* [PROBLEM TO SOLVE]:
Reply with exactly the lines from the one that contains "self.dash = dash;" through the last line of the records below, and with no other lines.

──────────

use starmap_engine::paint::{Color, Pen};
use starmap_engine::path::Path;
use starmap_engine::surface::{Saved, Surface};

use crate::context::RenderContext;
use crate::error::RenderError;
use crate::geometry;
use crate::model::{Border, Sector};
use crate::style::{LineStyle, MicroBorderStyle, StyleRule};

use super::{legible, sector_rule};

/// Alpha of border fills and shading.
const FILL_ALPHA: u8 = 64;

/// Shading is this many pen widths wide.
const SHADE_WIDTH: f32 = 4.0;

#[derive(Debug, Copy, Clone, PartialEq, Eq)]
enum BorderLayer {
    Fill,
    Shade,
    Stroke,
}

pub(super) fn fill(ctx: &RenderContext<'_>, s: &mut dyn Surface) -> Result<(), RenderError> {
    micro_borders(ctx, s, BorderLayer::Fill)
}

pub(super) fn shade(ctx: &RenderContext<'_>, s: &mut dyn Surface) -> Result<(), RenderError> {
    if !ctx.style.shade_micro_borders {
        return Ok(());
    }
    micro_borders(ctx, s, BorderLayer::Shade)
}

pub(super) fn stroke(ctx: &RenderContext<'_>, s: &mut dyn Surface) -> Result<(), RenderError> {
    micro_borders(ctx, s, BorderLayer::Stroke)
}

fn micro_borders(ctx: &RenderContext<'_>, s: &mut dyn Surface, layer: BorderLayer) -> Result<(), RenderError> {
    let style = ctx.style;
    if !style.micro_borders.visible {
        return Ok(());
    }
    let border_style = style.micro_border_style;
    for sector in ctx.selector.sectors() {
        let mut g = Saved::new(s);
        if ctx.request.clip_outsector_borders
            && (layer == BorderLayer::Fill || border_style != MicroBorderStyle::Curve)
        {
            g.clip_path(&geometry::sector_clip_path(sector.x, sector.y, border_style));
        }
        if layer == BorderLayer::Fill {
            for region in &sector.regions {
                draw_border(ctx, &mut *g, sector, region, layer)?;
            }
        }
        if layer != BorderLayer::Fill || style.fill_micro_borders {
            for border in &sector.borders {
                draw_border(ctx, &mut *g, sector, border, layer)?;
            }
        }
    }
    Ok(())
}

fn draw_border(
    ctx: &RenderContext<'_>,
    s: &mut dyn Surface,
    sector: &Sector,
    border: &Border,
    layer: BorderLayer,
) -> Result<(), RenderError> {
    if !border.show_border || border.hexes.is_empty() {
        return Ok(());
    }
    let style = ctx.style;
    let element = &style.micro_borders;
    let line_style = border
        .style
        .or_else(|| border_rule(sector, border).and_then(|r| r.style))
        .unwrap_or(LineStyle::Solid);
    if line_style == LineStyle::None && layer != BorderLayer::Fill {
        return Ok(());
    }
    let color = legible(
        style,
        border_color(sector, border).unwrap_or(element.pen.color),
        element.pen.color,
    );

    let ring: Vec<(i32, i32)> = border.hexes.iter().map(|h| sector.coordinates(*h)).collect();
    let border_style = style.micro_border_style;

    if border_style == MicroBorderStyle::Curve {
        // Open curves are only open when stroked; fills and shading close them.
        let closed = layer != BorderLayer::Stroke || border.closed;
        let path = geometry::border_path(&ring, border_style, closed);
        return paint(s, &path, layer, color, element.pen.width, line_style);
    }

    let path = geometry::border_path(&ring, border_style, border.closed);
    if path.is_empty() {
        return Ok(());
    }
    // Strokes stay on the inside of their own outline.
    let mut g = Saved::new(s);
    if border.closed {
        g.clip_path(&path);
    }
    paint(&mut *g, &path, layer, color, element.pen.width, line_style)
}

fn border_rule<'s>(sector: &'s Sector, border: &Border) -> Option<&'s StyleRule> {
    sector_rule(sector, "border", border.allegiance.as_deref()?)
}

/// The border's own color, else its sector's rule color for the allegiance.
pub(super) fn border_color(sector: &Sector, border: &Border) -> Option<Color> {
    border.color.or_else(|| border_rule(sector, border)?.color)
}

fn paint(
    s: &mut dyn Surface,
    path: &Path,
    layer: BorderLayer,
    color: Color,
    width: f32,
    line_style: LineStyle,
) -> Result<(), RenderError> {
    if path.is_empty() {
        return Ok(());
    }
    match layer {
        BorderLayer::Fill => s.fill_path(path, color.with_alpha(FILL_ALPHA)),
        BorderLayer::Shade => s.stroke_path(path, &Pen::new(color.with_alpha(FILL_ALPHA), width * SHADE_WIDTH)),
        BorderLayer::Stroke => {
            let pen = Pen::new(color, width).with_dash(geometry::dash_pattern(line_style)?);
            s.stroke_path(path, &pen);
        }
    }
    Ok(())
}
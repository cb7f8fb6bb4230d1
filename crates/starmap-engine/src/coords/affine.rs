use super::{Rect, Vec2};

/// 2D affine transform.
///
/// Maps `(x, y)` to `(a*x + c*y + e, b*x + d*y + f)`.
///
/// The `pre_*` methods follow the "prepend" convention: the new operation is
/// applied to points *before* the existing transform. `surface.translate()`
/// followed by `surface.scale()` therefore scales first, then translates.
#[derive(Debug, Copy, Clone, PartialEq)]
pub struct Affine {
    pub a: f32,
    pub b: f32,
    pub c: f32,
    pub d: f32,
    pub e: f32,
    pub f: f32,
}

impl Default for Affine {
    fn default() -> Self {
        Self::IDENTITY
    }
}

impl Affine {
    pub const IDENTITY: Affine = Affine { a: 1.0, b: 0.0, c: 0.0, d: 1.0, e: 0.0, f: 0.0 };

    #[inline]
    pub const fn new(a: f32, b: f32, c: f32, d: f32, e: f32, f: f32) -> Self {
        Self { a, b, c, d, e, f }
    }

    #[inline]
    pub const fn translate(dx: f32, dy: f32) -> Self {
        Self::new(1.0, 0.0, 0.0, 1.0, dx, dy)
    }

    #[inline]
    pub const fn scale(sx: f32, sy: f32) -> Self {
        Self::new(sx, 0.0, 0.0, sy, 0.0, 0.0)
    }

    /// Clockwise rotation (in a +Y-down space) by `degrees`.
    #[inline]
    pub fn rotate(degrees: f32) -> Self {
        let (s, c) = degrees.to_radians().sin_cos();
        Self::new(c, s, -s, c, 0.0, 0.0)
    }

    /// Returns `self * other`: `other` is applied to points first.
    #[inline]
    pub fn pre_concat(self, other: Affine) -> Affine {
        Affine {
            a: self.a * other.a + self.c * other.b,
            b: self.b * other.a + self.d * other.b,
            c: self.a * other.c + self.c * other.d,
            d: self.b * other.c + self.d * other.d,
            e: self.a * other.e + self.c * other.f + self.e,
            f: self.b * other.e + self.d * other.f + self.f,
        }
    }

    #[inline]
    pub fn pre_translate(self, dx: f32, dy: f32) -> Affine {
        self.pre_concat(Affine::translate(dx, dy))
    }

    #[inline]
    pub fn pre_scale(self, sx: f32, sy: f32) -> Affine {
        self.pre_concat(Affine::scale(sx, sy))
    }

    #[inline]
    pub fn pre_rotate(self, degrees: f32) -> Affine {
        self.pre_concat(Affine::rotate(degrees))
    }

    #[inline]
    pub fn determinant(self) -> f32 {
        self.a * self.d - self.b * self.c
    }

    /// Geometric mean of the axis scale factors.
    ///
    /// Used to pick a rasterization size for content (glyphs, images) drawn
    /// under this transform.
    #[inline]
    pub fn uniform_scale(self) -> f32 {
        self.determinant().abs().sqrt()
    }

    /// Exact inverse, or `None` for a singular transform.
    pub fn invert(self) -> Option<Affine> {
        let det = self.determinant();
        if det == 0.0 || !det.is_finite() {
            return None;
        }
        let inv = 1.0 / det;
        Some(Affine {
            a: self.d * inv,
            b: -self.b * inv,
            c: -self.c * inv,
            d: self.a * inv,
            e: (self.c * self.f - self.d * self.e) * inv,
            f: (self.b * self.e - self.a * self.f) * inv,
        })
    }

    #[inline]
    pub fn apply(self, p: Vec2) -> Vec2 {
        Vec2::new(
            self.a * p.x + self.c * p.y + self.e,
            self.b * p.x + self.d * p.y + self.f,
        )
    }

    /// Applies only the linear part (no translation).
    #[inline]
    pub fn apply_vector(self, v: Vec2) -> Vec2 {
        Vec2::new(self.a * v.x + self.c * v.y, self.b * v.x + self.d * v.y)
    }

    /// Axis-aligned bounds of `rect` after transformation.
    pub fn map_rect(self, rect: Rect) -> Rect {
        let corners = [
            self.apply(rect.origin),
            self.apply(Vec2::new(rect.right(), rect.top())),
            self.apply(Vec2::new(rect.right(), rect.bottom())),
            self.apply(Vec2::new(rect.left(), rect.bottom())),
        ];
        Rect::bounding(&corners).unwrap_or_default()
    }
}
use super::Color;

/// Line end style.
#[derive(Debug, Copy, Clone, Default, PartialEq, Eq)]
pub enum LineCap {
    #[default]
    Butt,
    Round,
    Square,
}

/// Stroke description.
///
/// `dash` is expressed in multiples of `width`, the way stylesheet dash
/// styles are authored; backends scale it when stroking.
#[derive(Debug, Clone, PartialEq)]
pub struct Pen {
    pub color: Color,
    pub width: f32,
    pub dash: Option<Vec<f32>>,
    pub cap: LineCap,
}

impl Pen {
    #[inline]
    pub fn new(color: Color, width: f32) -> Self {
        Self { color, width, dash: None, cap: LineCap::Butt }
    }

    #[inline]
    pub fn with_dash(mut self, dash: Option<Vec<f32>>) -> Self {
        self.dash = dash;
        self
    }

    #[inline]
    pub fn with_cap(mut self, cap: LineCap) -> Self {
        self.cap = cap;
        self
    }

    /// Dash lengths in absolute units (pattern multiplied by the pen width).
    pub fn scaled_dash(&self) -> Option<Vec<f32>> {
        self.dash
            .as_ref()
            .map(|d| d.iter().map(|v| v * self.width).collect())
    }
}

──────────

* [FINISHED TASK]:
        self.dash = dash;
        self
    }

    #[inline]
    pub fn with_cap(mut self, cap: LineCap) -> Self {
        self.cap = cap;
        self
    }

    /// Dash lengths in absolute units (pattern multiplied by the pen width).
    pub fn scaled_dash(&self) -> Option<Vec<f32>> {
        self.dash
            .as_ref()
            .map(|d| d.iter().map(|v| v * self.width).collect())
    }
}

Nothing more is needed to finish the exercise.